[Problem description]
All of the entries are to be printed exactly as they appear.

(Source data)

^^^^^^^^

// SPDX-FileCopyrightText: 2026 Hemolink Contributors
// SPDX-License-Identifier: MIT OR Apache-2.0

//! Post-deserialization validation for configuration values.
//!
//! Validates semantic constraints that cannot be expressed via serde
//! attributes, such as valid bind addresses and known log levels.

use crate::diagnostic::ConfigError;
use crate::model::HemolinkConfig;

const LOG_LEVELS: &[&str] = &["trace", "debug", "info", "warn", "error"];

/// Validate a deserialized configuration for semantic correctness.
///
/// Returns `Ok(())` if all validations pass, or `Err(Vec<ConfigError>)`
/// with all collected validation errors (does not fail fast).
pub fn validate_config(config: &HemolinkConfig) -> Result<(), Vec<ConfigError>> {
    let mut errors = Vec::new();

    if config.storage.database_path.trim().is_empty() {
        errors.push(ConfigError::Validation {
            message: "storage.database_path must not be empty".to_string(),
        });
    }

    let host = config.server.host.trim();
    if host.is_empty() {
        errors.push(ConfigError::Validation {
            message: "server.host must not be empty".to_string(),
        });
    } else {
        let is_valid_ip = host.parse::<std::net::IpAddr>().is_ok();
        let is_valid_hostname = host
            .chars()
            .all(|c| c.is_alphanumeric() || c == '.' || c == '-' || c == ':');
        if !is_valid_ip && !is_valid_hostname {
            errors.push(ConfigError::Validation {
                message: format!("server.host `{host}` is not a valid IP address or hostname"),
            });
        }
    }

    if !LOG_LEVELS.contains(&config.log.level.as_str()) {
        errors.push(ConfigError::Validation {
            message: format!(
                "log.level must be one of {}, got `{}`",
                LOG_LEVELS.join(", "),
                config.log.level
            ),
        });
    }

    if errors.is_empty() { Ok(()) } else { Err(errors) }
}

#[cfg(test)]
mod tests {
    use super::*;
    use crate::model::HemolinkConfig;

    #[test]
    fn default_config_is_valid() {
        assert!(validate_config(&HemolinkConfig::default()).is_ok());
    }

    #[test]
    fn empty_database_path_is_rejected() {
        let mut config = HemolinkConfig::default();
        config.storage.database_path = "  ".to_string();
        let errors = validate_config(&config).unwrap_err();
        assert_eq!(errors.len(), 1);
        assert!(errors[0].to_string().contains("database_path"));
    }

    #[test]
    fn bad_host_and_level_collect_both_errors() {
        let mut config = HemolinkConfig::default();
        config.server.host = "not a host!".to_string();
        config.log.level = "loud".to_string();
        let errors = validate_config(&config).unwrap_err();
        assert_eq!(errors.len(), 2);
    }
}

^^^^^^^^

[Worked solution]
// SPDX-FileCopyrightText: 2026 Hemolink Contributors
// SPDX-License-Identifier: MIT OR Apache-2.0

//! Post-deserialization validation for configuration values.
//!
//! Validates semantic constraints that cannot be expressed via serde
//! attributes, such as valid bind addresses and known log levels.

use crate::diagnostic::ConfigError;
use crate::model::HemolinkConfig;

const LOG_LEVELS: &[&str] = &["trace", "debug", "info", "warn", "error"];

/// Validate a deserialized configuration for semantic correctness.
///
/// Returns `Ok(())` if all validations pass, or `Err(Vec<ConfigError>)`
/// with all collected validation errors (does not fail fast).
pub fn validate_config(config: &HemolinkConfig) -> Result<(), Vec<ConfigError>> {
    let mut errors = Vec::new();

    if config.storage.database_path.trim().is_empty() {
        errors.push(ConfigError::Validation {
            message: "storage.database_path must not be empty".to_string(),
        });
    }

    let host = config.server.host.trim();
    if host.is_empty() {
        errors.push(ConfigError::Validation {
            message: "server.host must not be empty".to_string(),
        });
    } else {
        let is_valid_ip = host.parse::<std::net::IpAddr>().is_ok();
        let is_valid_hostname = host
            .chars()
            .all(|c| c.is_alphanumeric() || c == '.' || c == '-' || c == ':');
        if !is_valid_ip && !is_valid_hostname {
            errors.push(ConfigError::Validation {
                message: format!("server.host `{host}` is not a valid IP address or hostname"),
            });
        }
    }

    if !LOG_LEVELS.contains(&config.log.level.as_str()) {
        errors.push(ConfigError::Validation {
            message: format!(
                "log.level must be one of {}, got `{}`",
                LOG_LEVELS.join(", "),
                config.log.level
            ),
        });
    }

    if errors.is_empty() { Ok(()) } else { Err(errors) }
}

#[cfg(test)]
mod tests {
    use super::*;
    use crate::model::HemolinkConfig;

    #[test]
    fn default_config_is_valid() {
        assert!(validate_config(&HemolinkConfig::default()).is_ok());
    }

    #[test]
    fn empty_database_path_is_rejected() {
        let mut config = HemolinkConfig::default();
        config.storage.database_path = "  ".to_string();
        let errors = validate_config(&config).unwrap_err();
        assert_eq!(errors.len(), 1);
        assert!(errors[0].to_string().contains("database_path"));
    }

    #[test]
    fn bad_host_and_level_collect_both_errors() {
        let mut config = HemolinkConfig::default();
        config.server.host = "not a host!".to_string();
        config.log.level = "loud".to_string();
        let errors = validate_config(&config).unwrap_err();
        assert_eq!(errors.len(), 2);
    }
}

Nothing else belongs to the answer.